Yesterday was a long day in San Jose. As we waited for a contractor AS and I explored and documented new territory. Keep in mind that the house itself is 50 years old and the property was used as a working horse farm for many years. As such we have a lot of left over crap that will eventually have to be dealt with. A peek around the derelict horse barn last night revealed these gems: old bathtubs and and a lot of random lumber plus this chipper.
I have some possible plans for the tubs, as there are quite a few others scattered about the property, and AS may eventually try to get the chipper to function again as we have a giant section of land that the past owners used as a dumping ground for random yard/tree debris, including christmas trees like this one.
Once the incredibly important projects are done, we plan to establish a new house yard fence and do away with a lot of the existing pasture fences that cordon off sections of the property. We will then also repair/replace the existing perimeter fences and life will then be better.
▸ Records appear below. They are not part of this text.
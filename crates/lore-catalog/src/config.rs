use std::path::Path;

use anyhow::Context;
use serde::Deserialize;

/// All tunable thresholds of the catalog. Loaded from a TOML file with
/// `LORE_*` env var overrides; every value has a default so a missing file
/// yields a working configuration.
#[derive(Debug, Clone, Default, Deserialize)]
#[serde(default)]
pub struct CatalogConfig {
    pub matcher: MatcherConfig,
    pub loader: LoaderConfig,
    pub gap: GapConfig,
    pub curator: CuratorConfig,
}

#[derive(Debug, Clone, Deserialize)]
#[serde(default)]
pub struct MatcherConfig {
    /// Weight for exact trigger-phrase containment.
    pub phrase_weight: u32,
    /// Weight for a glob trigger matching a token or hyphen-joined bigram.
    pub glob_weight: u32,
    /// Weight for a category discovery-pattern match.
    pub category_weight: u32,
    pub stop_words: Vec<String>,
}

impl Default for MatcherConfig {
    fn default() -> Self {
        Self {
            phrase_weight: 3,
            glob_weight: 2,
            category_weight: 1,
            stop_words: default_stop_words(),
        }
    }
}

fn default_stop_words() -> Vec<String> {
    [
        "a", "an", "the", "and", "or", "to", "of", "in", "on", "for", "with", "is", "are", "it",
        "this", "that", "how", "do", "does", "i", "my", "we", "our", "be", "as", "at", "by",
        "from", "use", "using",
    ]
    .iter()
    .map(ToString::to_string)
    .collect()
}

#[derive(Debug, Clone, Deserialize)]
#[serde(default)]
pub struct LoaderConfig {
    /// How many ranked candidates Level 1/2 materialization covers.
    pub top_k: usize,
    /// Maximum unit count for a single Level 3 (full content) call.
    pub max_full_units: usize,
}

impl Default for LoaderConfig {
    fn default() -> Self {
        Self {
            top_k: 5,
            max_full_units: 3,
        }
    }
}

#[derive(Debug, Clone, Deserialize)]
#[serde(default)]
pub struct GapConfig {
    /// Worthiness score at or above which a gap becomes create-decided.
    pub create_threshold: u32,
    /// Score below which a gap with enough occurrences is rejected.
    pub reject_threshold: u32,
    /// Occurrences required before a low score can reject.
    pub reject_min_occurrences: usize,
    /// Matcher score at or above which an existing unit counts as already
    /// covering a gap domain.
    pub dedup_threshold: u32,
    /// Occurrence counts at which the frequency band reaches 1, 2 and 3.
    pub frequency_buckets: [usize; 3],
}

impl Default for GapConfig {
    fn default() -> Self {
        Self {
            create_threshold: 6,
            reject_threshold: 4,
            reject_min_occurrences: 2,
            dedup_threshold: 3,
            frequency_buckets: [1, 2, 3],
        }
    }
}

#[derive(Debug, Clone, Deserialize)]
#[serde(default)]
pub struct CuratorConfig {
    /// Scope band: bodies shorter than this are too narrow to be a unit.
    pub min_body_len: usize,
    /// Scope band: bodies longer than this should be split.
    pub max_body_len: usize,
    /// Size-class boundary between small and medium bodies.
    pub small_max: usize,
    /// Size-class boundary between medium and large bodies.
    pub medium_max: usize,
    /// Matcher score an existing unit must reach on a proposed trigger for
    /// that trigger to count toward subsumption. At the default weights a
    /// phrase or glob trigger hit qualifies; a category discovery hit alone
    /// does not.
    pub coverage_threshold: u32,
}

impl Default for CuratorConfig {
    fn default() -> Self {
        Self {
            min_body_len: 200,
            max_body_len: 20_000,
            small_max: 2_000,
            medium_max: 8_000,
            coverage_threshold: 2,
        }
    }
}

impl CatalogConfig {
    /// Load configuration from a TOML file with env var overrides.
    ///
    /// Falls back to defaults when the file does not exist.
    ///
    /// # Errors
    ///
    /// Returns an error if the file exists but cannot be read or parsed.
    pub fn load(path: &Path) -> anyhow::Result<Self> {
        let mut config = if path.exists() {
            let content = std::fs::read_to_string(path).context("failed to read config file")?;
            toml::from_str::<Self>(&content).context("failed to parse config file")?
        } else {
            Self::default()
        };

        config.apply_env_overrides();
        Ok(config)
    }

    fn apply_env_overrides(&mut self) {
        if let Ok(v) = std::env::var("LORE_LOADER_TOP_K") {
            if let Ok(k) = v.parse::<usize>() {
                self.loader.top_k = k;
            } else {
                tracing::warn!("ignoring invalid LORE_LOADER_TOP_K value: {v}");
            }
        }
        if let Ok(v) = std::env::var("LORE_LOADER_MAX_FULL_UNITS") {
            if let Ok(n) = v.parse::<usize>() {
                self.loader.max_full_units = n;
            } else {
                tracing::warn!("ignoring invalid LORE_LOADER_MAX_FULL_UNITS value: {v}");
            }
        }
        if let Ok(v) = std::env::var("LORE_GAP_CREATE_THRESHOLD") {
            if let Ok(n) = v.parse::<u32>() {
                self.gap.create_threshold = n;
            } else {
                tracing::warn!("ignoring invalid LORE_GAP_CREATE_THRESHOLD value: {v}");
            }
        }
        if let Ok(v) = std::env::var("LORE_GAP_DEDUP_THRESHOLD") {
            if let Ok(n) = v.parse::<u32>() {
                self.gap.dedup_threshold = n;
            } else {
                tracing::warn!("ignoring invalid LORE_GAP_DEDUP_THRESHOLD value: {v}");
            }
        }
    }
}
#[cfg(test)]
mod tests {
    use std::collections::BTreeSet;

    use proptest::prelude::*;

    use super::*;
    use crate::config::MatcherConfig;
    use crate::model::{CapabilityUnit, SizeClass, TriggerPattern, UnitStatus};

    fn make_unit(id: &str, triggers: &[&str]) -> CapabilityUnit {
        CapabilityUnit {
            id: id.into(),
            title: id.into(),
            category_id: "general".into(),
            trigger_patterns: triggers
                .iter()
                .map(|t| TriggerPattern::classify(t))
                .collect(),
            related_unit_ids: BTreeSet::new(),
            size_class: SizeClass::Small,
            status: UnitStatus::Active,
            updated_at: Utc::now(),
        }
    }

    fn analyzer() -> GapAnalyzer {
        GapAnalyzer::new(GapConfig::default())
    }

    fn matcher() -> Matcher {
        Matcher::new(MatcherConfig::default())
    }

    #[test]
    fn normalize_domain_key_flattens_punctuation() {
        assert_eq!(normalize_domain_key("Payment Retries!"), "payment-retries");
        assert_eq!(normalize_domain_key("  gRPC / load-balancing "), "grpc-load-balancing");
        assert_eq!(normalize_domain_key(""), "");
    }

    #[test]
    fn frequency_band_buckets() {
        let buckets = [1, 2, 3];
        assert_eq!(frequency_band(0, buckets), 0);
        assert_eq!(frequency_band(1, buckets), 1);
        assert_eq!(frequency_band(2, buckets), 2);
        assert_eq!(frequency_band(3, buckets), 3);
        assert_eq!(frequency_band(10, buckets), 3);
    }

    #[test]
    fn worthiness_formula_matches_weights() {
        let bands = GapBands {
            frequency: 3,
            reusability: 2,
            complexity: 2,
            stability: 1,
        };
        assert_eq!(worthiness_score(bands), 21);
        assert_eq!(worthiness_score(GapBands::default()), 0);
    }

    #[test]
    fn high_scoring_domain_reaches_create() {
        let registry = Registry::default();
        let matcher = matcher();
        let mut analyzer = analyzer();

        let estimate = BandEstimate {
            reusability: 2,
            complexity: 2,
            stability: 1,
        };
        for i in 0..3 {
            analyzer.record_occurrence(
                &registry,
                &matcher,
                "payment-retries",
                &format!("occurrence {i}"),
                estimate,
            );
        }

        let gap = analyzer.get("payment-retries").unwrap();
        assert_eq!(gap.decision, GapDecision::Create);
        assert_eq!(gap.occurrences.len(), 3);
        assert_eq!(gap.bands.frequency, 3);
        assert_eq!(gap.score, 21);
    }

    #[test]
    fn low_scoring_domain_rejected_after_min_occurrences() {
        let registry = Registry::default();
        let matcher = matcher();
        let mut analyzer = GapAnalyzer::new(GapConfig {
            // keep frequency from lifting the score past the thresholds
            reject_threshold: 8,
            create_threshold: 20,
            ..GapConfig::default()
        });

        let estimate = BandEstimate::default();
        analyzer.record_occurrence(&registry, &matcher, "one-off-thing", "first", estimate);
        assert_eq!(
            analyzer.get("one-off-thing").unwrap().decision,
            GapDecision::Tracking
        );

        analyzer.record_occurrence(&registry, &matcher, "one-off-thing", "second", estimate);
        assert_eq!(
            analyzer.get("one-off-thing").unwrap().decision,
            GapDecision::Rejected {
                reason: RejectReason::LowScore
            }
        );
    }

    #[test]
    fn rejection_is_absorbing_but_occurrences_still_recorded() {
        let registry = Registry::default();
        let matcher = matcher();
        let mut analyzer = GapAnalyzer::new(GapConfig {
            reject_threshold: 8,
            create_threshold: 50,
            ..GapConfig::default()
        });

        let weak = BandEstimate::default();
        analyzer.record_occurrence(&registry, &matcher, "niche", "a", weak);
        analyzer.record_occurrence(&registry, &matcher, "niche", "b", weak);
        assert!(analyzer.get("niche").unwrap().decision.is_rejected());

        // even a strong later estimate cannot resurrect the domain
        let strong = BandEstimate {
            reusability: 3,
            complexity: 3,
            stability: 3,
        };
        let gap = analyzer
            .record_occurrence(&registry, &matcher, "niche", "c", strong)
            .clone();
        assert!(gap.decision.is_rejected());
        assert_eq!(gap.occurrences.len(), 3);
    }

    #[test]
    fn covered_domain_rejects_regardless_of_score() {
        let mut registry = Registry::default();
        registry
            .register(make_unit("payments", &["payment retries"]))
            .unwrap();
        let matcher = matcher();
        let mut analyzer = analyzer();

        let strong = BandEstimate {
            reusability: 3,
            complexity: 3,
            stability: 3,
        };
        let gap = analyzer
            .record_occurrence(&registry, &matcher, "payment-retries", "ctx", strong)
            .clone();
        assert_eq!(
            gap.decision,
            GapDecision::Rejected {
                reason: RejectReason::AlreadyCovered
            }
        );
    }

    #[test]
    fn create_flips_to_rejected_when_catalog_catches_up() {
        let mut registry = Registry::default();
        let matcher = matcher();
        let mut analyzer = analyzer();

        let strong = BandEstimate {
            reusability: 3,
            complexity: 2,
            stability: 2,
        };
        analyzer.record_occurrence(&registry, &matcher, "payment-retries", "ctx", strong);
        assert_eq!(
            analyzer.get("payment-retries").unwrap().decision,
            GapDecision::Create
        );

        registry
            .register(make_unit("payments", &["payment retries"]))
            .unwrap();

        let covering = analyzer.recheck_coverage(&registry, &matcher, "payment-retries");
        assert_eq!(covering, Some("payments".to_string()));
        assert_eq!(
            analyzer.get("payment-retries").unwrap().decision,
            GapDecision::Rejected {
                reason: RejectReason::AlreadyCovered
            }
        );
    }

    #[test]
    fn recheck_on_open_gap_is_none() {
        let registry = Registry::default();
        let matcher = matcher();
        let mut analyzer = analyzer();
        analyzer.record_occurrence(
            &registry,
            &matcher,
            "payment-retries",
            "ctx",
            BandEstimate::default(),
        );
        assert!(
            analyzer
                .recheck_coverage(&registry, &matcher, "payment-retries")
                .is_none()
        );
        assert!(
            analyzer
                .recheck_coverage(&registry, &matcher, "never-seen")
                .is_none()
        );
    }

    #[test]
    fn pending_creates_lists_only_create_decided() {
        let registry = Registry::default();
        let matcher = matcher();
        let mut analyzer = analyzer();

        let strong = BandEstimate {
            reusability: 3,
            complexity: 2,
            stability: 2,
        };
        analyzer.record_occurrence(&registry, &matcher, "grpc-balancing", "a", strong);
        analyzer.record_occurrence(
            &registry,
            &matcher,
            "something-weak",
            "b",
            BandEstimate::default(),
        );

        let pending = analyzer.pending_creates();
        assert_eq!(pending.len(), 1);
        assert_eq!(pending[0].domain_key, "grpc-balancing");
    }

    #[test]
    fn complete_removes_the_gap() {
        let registry = Registry::default();
        let matcher = matcher();
        let mut analyzer = analyzer();
        analyzer.record_occurrence(
            &registry,
            &matcher,
            "payment-retries",
            "ctx",
            BandEstimate::default(),
        );

        assert!(analyzer.complete("payment-retries").is_some());
        assert!(analyzer.get("payment-retries").is_none());
        assert!(analyzer.complete("payment-retries").is_none());
    }

    #[test]
    fn bands_clamped_to_three() {
        let registry = Registry::default();
        let matcher = matcher();
        let mut analyzer = analyzer();
        let wild = BandEstimate {
            reusability: 9,
            complexity: 200,
            stability: 4,
        };
        let gap = analyzer
            .record_occurrence(&registry, &matcher, "clamped", "ctx", wild)
            .clone();
        assert_eq!(gap.bands.reusability, 3);
        assert_eq!(gap.bands.complexity, 3);
        assert_eq!(gap.bands.stability, 3);
    }

    proptest! {
        #[test]
        fn score_is_monotonic_in_each_band(
            frequency in 0u8..=3,
            reusability in 0u8..=3,
            complexity in 0u8..=3,
            stability in 0u8..=3,
        ) {
            let base = GapBands { frequency, reusability, complexity, stability };
            let score = worthiness_score(base);
            for bumped in [
                GapBands { frequency: (frequency + 1).min(3), ..base },
                GapBands { reusability: (reusability + 1).min(3), ..base },
                GapBands { complexity: (complexity + 1).min(3), ..base },
                GapBands { stability: (stability + 1).min(3), ..base },
            ] {
                prop_assert!(worthiness_score(bumped) >= score);
            }
        }

        #[test]
        fn normalize_domain_key_never_panics(raw in ".*") {
            let key = normalize_domain_key(&raw);
            prop_assert!(!key.contains(' '));
        }
    }
}
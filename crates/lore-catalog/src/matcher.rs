use std::collections::BTreeMap;

use chrono::{DateTime, Utc};

use crate::config::MatcherConfig;
use crate::registry::Registry;

/// One ranked match: a unit id and its weighted trigger score.
#[derive(Debug, Clone, PartialEq, Eq)]
pub struct Candidate {
    pub unit_id: String,
    pub score: u32,
}

/// Ranked candidates plus the secondary "composable" suggestion list built
/// from their related units. Related units are only surfaced, never
/// auto-included in the ranking.
#[derive(Debug, Clone, Default, PartialEq, Eq)]
pub struct MatchReport {
    pub candidates: Vec<Candidate>,
    pub related: Vec<String>,
}

/// Resolves a free-text task description or detected technology tokens into
/// ranked capability-unit candidates. Pure read over registry state.
pub struct Matcher {
    config: MatcherConfig,
}

impl Matcher {
    #[must_use]
    pub fn new(config: MatcherConfig) -> Self {
        Self { config }
    }

    /// Rank all active units against a query.
    ///
    /// Per unit, the score is the weighted sum of exact trigger-phrase
    /// containment, glob matches against tokens or hyphen-joined bigrams,
    /// and category discovery-pattern matches. Score-0 units are discarded;
    /// ties break by activity timestamp (newer first), then id, so results
    /// are deterministic. An empty query after normalization yields an
    /// empty report, not an error.
    #[must_use]
    pub fn rank(&self, registry: &Registry, query: &str) -> MatchReport {
        let tokens = normalize(query, &self.config.stop_words);
        if tokens.is_empty() {
            return MatchReport::default();
        }
        let bigrams: Vec<String> = tokens
            .windows(2)
            .map(|w| format!("{}-{}", w[0], w[1]))
            .collect();

        let index = registry.index();
        let mut scores: BTreeMap<String, u32> = BTreeMap::new();

        for (phrase, unit_id) in index.phrases() {
            let phrase_tokens = normalize(phrase, &self.config.stop_words);
            if !phrase_tokens.is_empty() && contains_run(&tokens, &phrase_tokens) {
                *scores.entry(unit_id.clone()).or_default() += self.config.phrase_weight;
            }
        }

        for (pattern, unit_id) in index.globs() {
            if tokens.iter().any(|t| pattern.matches(t))
                || bigrams.iter().any(|b| pattern.matches(b))
            {
                *scores.entry(unit_id.clone()).or_default() += self.config.glob_weight;
            }
        }

        for (pattern, category) in index.category_globs() {
            if tokens.iter().any(|t| pattern.matches(t))
                || bigrams.iter().any(|b| pattern.matches(b))
            {
                for unit_id in index.active_members(category) {
                    *scores.entry(unit_id.clone()).or_default() += self.config.category_weight;
                }
            }
        }

        let mut ranked: Vec<(String, u32, DateTime<Utc>)> = scores
            .into_iter()
            .filter(|(_, score)| *score > 0)
            .filter_map(|(id, score)| {
                registry
                    .lookup_by_id(&id)
                    .ok()
                    .map(|u| (id, score, u.updated_at))
            })
            .collect();
        ranked.sort_by(|a, b| {
            b.1.cmp(&a.1)
                .then_with(|| b.2.cmp(&a.2))
                .then_with(|| a.0.cmp(&b.0))
        });

        let candidates: Vec<Candidate> = ranked
            .into_iter()
            .map(|(unit_id, score, _)| Candidate { unit_id, score })
            .collect();

        let related = related_suggestions(registry, &candidates);
        tracing::debug!(
            candidates = candidates.len(),
            related = related.len(),
            "ranked query"
        );
        MatchReport {
            candidates,
            related,
        }
    }
}

/// Related units of the ranked candidates that are active, not themselves
/// ranked, and not yet suggested, in candidate order.
fn related_suggestions(registry: &Registry, candidates: &[Candidate]) -> Vec<String> {
    let ranked_ids: Vec<&str> = candidates.iter().map(|c| c.unit_id.as_str()).collect();
    let mut related = Vec::new();
    for candidate in candidates {
        let Ok(unit) = registry.lookup_by_id(&candidate.unit_id) else {
            continue;
        };
        for id in &unit.related_unit_ids {
            if ranked_ids.contains(&id.as_str()) || related.contains(id) {
                continue;
            }
            if registry.lookup_by_id(id).is_ok_and(|u| u.is_active()) {
                related.push(id.clone());
            }
        }
    }
    related
}

/// Lowercase, split on non-alphanumeric boundaries, drop stop words.
pub(crate) fn normalize(text: &str, stop_words: &[String]) -> Vec<String> {
    text.to_lowercase()
        .split(|c: char| !c.is_alphanumeric())
        .filter(|t| !t.is_empty())
        .filter(|t| !stop_words.iter().any(|s| s == t))
        .map(ToString::to_string)
        .collect()
}

/// Whether `needle` occurs as a contiguous run inside `haystack`.
fn contains_run(haystack: &[String], needle: &[String]) -> bool {
    needle.len() <= haystack.len() && haystack.windows(needle.len()).any(|w| w == needle)
}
Last night, after AS was done trying out the now patched up little lawn mower, we went for a walk down the hill to fence line. It’s a fairly steep descent and the fact that the neighbor has been letting his horses eat the grass (we’re becoming less keen on this way to manage grass after seeing what a mess they’ve made of the hillside.)
Here’s a shot from about level of the old the rodeo ring:
I did have the distinct displeasure yesterday have having to shovel horse shit. It seems the past owner and a neighbor had an arrangement that allowed for the neighbor’s horses to pasture on our land. While this is nice from a grass/weed abatement perspective, the horses have eaten much of what was available and are now venturing into the house yard. We are going to need to address this issue soon and have the practice stopped–at least until we are more settled in and living there full time.
As we started to walk back up the hill towards the house, we met some new friends. Namely Maggie, a dog belonging to our downslope neighbor. Plus some our neighbor’s horses.